In the pianoforte the hammer-stroke, the strings, and the sounding-board perform the corresponding offices.
Though improvements in other parts of the piano have done much to increase the volume of the tone, yet in the radical change of form, size, and other physical qualities of the sounding-board consists the evolution of the modern pianoforte from the primitive clavichord. In all these instruments the quality and power of the tone depend upon the presence of these three elements,--the perfection of their construction, their proper relation as to size and position, and the perfect adaptation of each part.
A split sounding-board spoils the pianoforte, the indented bell destroys the sweet tone of the French horn, and a cracked fiddle is the synonym for pandemonium itself. The quality and power of resonance is well illustrated by a tuning-fork, which, if set in vibration, can, unaided, scarcely be heard by the person holding it.
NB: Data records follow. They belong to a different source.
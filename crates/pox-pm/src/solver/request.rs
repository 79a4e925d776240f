use std::sync::Arc;

use indexmap::IndexMap;

use crate::package::Package;

/// Kind of job a `Request` asks the solver to perform.
#[derive(Debug, Clone, PartialEq, Eq)]
pub enum JobKind {
    Install { name: String, constraint: String },
    Remove { name: String },
    Update { name: String },
    UpdateAll,
}

/// A single entry of the request's ordered job list.
#[derive(Debug, Clone, PartialEq, Eq)]
pub struct Job {
    pub kind: JobKind,
    /// true for a dev-only requirement (excluded when `install_dev` is false).
    pub dev: bool,
}

/// What needs to be resolved: an ordered list of jobs, plus the context the
/// solver and policy need to interpret them (fixed/locked packages, dev mode,
/// and version preferences).
#[derive(Debug, Clone, Default)]
pub struct Request {
    /// Ordered jobs, in the order they were added - this order is part of
    /// what the solver's determinism guarantee covers.
    pub jobs: Vec<Job>,

    /// Packages that cannot be changed (e.g. platform packages, `--no-update`
    /// entries). Kept separate from `jobs` since they aren't user intent.
    pub fixed_packages: Vec<Arc<Package>>,

    /// Packages recorded in the lock file, consulted by the policy as a
    /// preference signal, not a constraint.
    pub locked_packages: Vec<Arc<Package>>,

    /// Restricts `JobKind::UpdateAll`/root updates to these names; empty means "all".
    pub update_allowlist: Vec<String>,

    pub install_dev: bool,
    pub prefer_stable: bool,
    pub prefer_lowest: bool,
}

impl Request {
    pub fn new() -> Self {
        Self {
            jobs: Vec::new(),
            fixed_packages: Vec::new(),
            locked_packages: Vec::new(),
            update_allowlist: Vec::new(),
            install_dev: true,
            prefer_stable: true,
            prefer_lowest: false,
        }
    }

    pub fn require(&mut self, name: impl Into<String>, constraint: impl Into<String>) -> &mut Self {
        self.jobs.push(Job {
            kind: JobKind::Install {
                name: name.into().to_lowercase(),
                constraint: constraint.into(),
            },
            dev: false,
        });
        self
    }

    pub fn require_dev(&mut self, name: impl Into<String>, constraint: impl Into<String>) -> &mut Self {
        self.jobs.push(Job {
            kind: JobKind::Install {
                name: name.into().to_lowercase(),
                constraint: constraint.into(),
            },
            dev: true,
        });
        self
    }

    pub fn remove(&mut self, name: impl Into<String>) -> &mut Self {
        self.jobs.push(Job {
            kind: JobKind::Remove { name: name.into().to_lowercase() },
            dev: false,
        });
        self
    }

    pub fn update_package(&mut self, name: impl Into<String>) -> &mut Self {
        self.jobs.push(Job {
            kind: JobKind::Update { name: name.into().to_lowercase() },
            dev: false,
        });
        self
    }

    pub fn update_all(&mut self) -> &mut Self {
        self.jobs.push(Job { kind: JobKind::UpdateAll, dev: false });
        self
    }

    pub fn fix(&mut self, package: Package) -> &mut Self {
        self.fixed_packages.push(Arc::new(package));
        self
    }

    pub fn lock(&mut self, package: Package) -> &mut Self {
        self.locked_packages.push(Arc::new(package));
        self
    }

    pub fn update(&mut self, packages: Vec<String>) -> &mut Self {
        self.update_allowlist = packages.into_iter().map(|s| s.to_lowercase()).collect();
        self
    }

    pub fn with_dev(&mut self, install_dev: bool) -> &mut Self {
        self.install_dev = install_dev;
        self
    }

    pub fn prefer_stable(&mut self, prefer: bool) -> &mut Self {
        self.prefer_stable = prefer;
        self
    }

    pub fn prefer_lowest(&mut self, prefer: bool) -> &mut Self {
        self.prefer_lowest = prefer;
        self
    }

    /// Returns the install jobs as an ordered `(name, constraint)` view,
    /// honoring `install_dev`.
    pub fn all_requires(&self) -> impl Iterator<Item = (&str, &str)> {
        self.jobs.iter().filter_map(move |job| {
            if job.dev && !self.install_dev {
                return None;
            }
            match &job.kind {
                JobKind::Install { name, constraint } => Some((name.as_str(), constraint.as_str())),
                _ => None,
            }
        })
    }

    /// Convenience view used by callers building a manifest-derived request.
    pub fn requires(&self) -> IndexMap<String, String> {
        self.all_requires()
            .map(|(n, c)| (n.to_string(), c.to_string()))
            .collect()
    }

    pub fn is_update_allowed(&self, name: &str) -> bool {
        if self.update_allowlist.is_empty() {
            return true;
        }
        self.update_allowlist.iter().any(|n| n == &name.to_lowercase())
    }

    pub fn is_fixed(&self, name: &str) -> bool {
        let name_lower = name.to_lowercase();
        self.fixed_packages.iter().any(|p| p.name.to_lowercase() == name_lower)
    }

    pub fn get_fixed(&self, name: &str) -> Option<&Arc<Package>> {
        let name_lower = name.to_lowercase();
        self.fixed_packages.iter().find(|p| p.name.to_lowercase() == name_lower)
    }

    pub fn get_locked(&self, name: &str) -> Option<&Arc<Package>> {
        let name_lower = name.to_lowercase();
        self.locked_packages.iter().find(|p| p.name.to_lowercase() == name_lower)
    }
}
But if rested on a table, or a plate of glass, or, better still, on the bridge of a violin, its tones may be distinctly heard throughout a large hall. The vibrating violin string when detached from the body of this instrument, although attuned to pitch, gives absolutely no musical sound; the lips of the player placed on the mouthpiece detached from the tube and bell of the brass instrument produce only a splutter; and a pianoforte without a sounding-board is nil.